L'âne, miroir de la misère
L'âne de Magdana de Tengiz Abuladze est contemporain de Bim le petit âne d'Albert Lamorisse (Crin Blanc, Le Ballon rouge) et ce n'est pas la seule similitude qui réunit les deux films: une histoire d'âne dont des enfants s'occupent, des gentils pauvres et des méchants riches. Au delà du scénario les deux œuvres partagent une photographie et une musique exemplaires.
La principale différence tient dans le message sous-jacent. Jacques Prévert, l'auteur du scénario du film français, qui est un athée convaincu, ne fait pas du tout intervenir le sacré dans son histoire. Abuladze, lui, a ses petites idées sur la religion dans la société et ce sont elles qui vont lui faire faire les images les plus fortes du film: la montée de l'interminable escalier en colimaçon avec les pots de lait caillé, le ciel qui se déchire au moment où l'histoire tourne, le procès dans l'église avec le baisement du crucifix.
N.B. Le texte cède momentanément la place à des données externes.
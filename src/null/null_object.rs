use std::fmt::{self, Display, Formatter};

/// A stand-in for a missing value which answers every conversion with an empty result.
///
/// A NullObject may carry a signature telling null objects of different origins apart, so code
/// that receives one can check that it is the null object it expected.
#[derive(Debug, Clone, Default, PartialEq, Eq, Hash)]
pub struct NullObject {
    signature: Option<String>,
}

impl NullObject {
    pub const fn new() -> NullObject {
        NullObject {
            signature: None,
        }
    }

    pub fn with_signature<S: Into<String>>(signature: S) -> NullObject {
        NullObject {
            signature: Some(signature.into()),
        }
    }

    pub fn signature(&self) -> Option<&str> {
        self.signature.as_deref()
    }

    /// Returns true if this null object carries `signature`. Passing None matches any null
    /// object.
    pub fn is_null_object(&self, signature: Option<&str>) -> bool {
        match signature {
            Some(signature) => self.signature.as_deref() == Some(signature),
            None => true,
        }
    }

    pub const fn to_vec<T>(&self) -> Vec<T> {
        Vec::new()
    }

    pub const fn to_f64(&self) -> f64 {
        0.0
    }

    pub const fn to_i64(&self) -> i64 {
        0
    }

    /// A description for debugging output, e.g. `NullObject(missing species)`.
    pub fn inspect(&self) -> String {
        match &self.signature {
            Some(signature) => format!("NullObject({signature})"),
            None => "NullObject".into(),
        }
    }
}

/// Displays as an empty string.
impl Display for NullObject {
    fn fmt(&self, _: &mut Formatter<'_>) -> fmt::Result {
        Ok(())
    }
}
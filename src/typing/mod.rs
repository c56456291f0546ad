//! Runtime assertions that read like sentences.
//!
//! An [`Inquiry`] borrows a value and checks it against requirements which can't be expressed in
//! the type system: that a number is positive, that some text isn't blank, that a dynamically
//! typed value is of a particular type. Failures are reported as an [`ArgumentError`] or
//! [`TypeError`] whose message names the value and the requirement it broke, e.g.
//! `speed must be positive (-1.0 given)`.

mod error;
mod inquiry;
mod tests;

pub use error::*;
pub use inquiry::*;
Autant de jalons qui montrent chaque fois que les pauvres seront rejetés et que les riches ne laisseront rien passer.
L'histoire peut se résumer à trois épisodes: le malheur, le bonheur, le drame. Mais dès le générique, le spectateur comprend avec la musique que l'histoire sera d'une tristesse sans nom. La fin tragique est encore accentuée par les moments de félicité précédemment partagés par les protagonistes, l'âne fleuri, les jeux des enfants. Le spectateur va jusqu'à croire que la vie de Magdana et de ses enfants changera grâce à Lurdja (l'âne), que tous ensemble ils sortiront de la misère. Mais la brutalité et l'obscurantisme feront pièce au lyrisme de ces instants.
Si L'âne de Magdana est bien aussi un film pour les enfants, il raconte, contrairement à Bim, la vie avec pessimisme.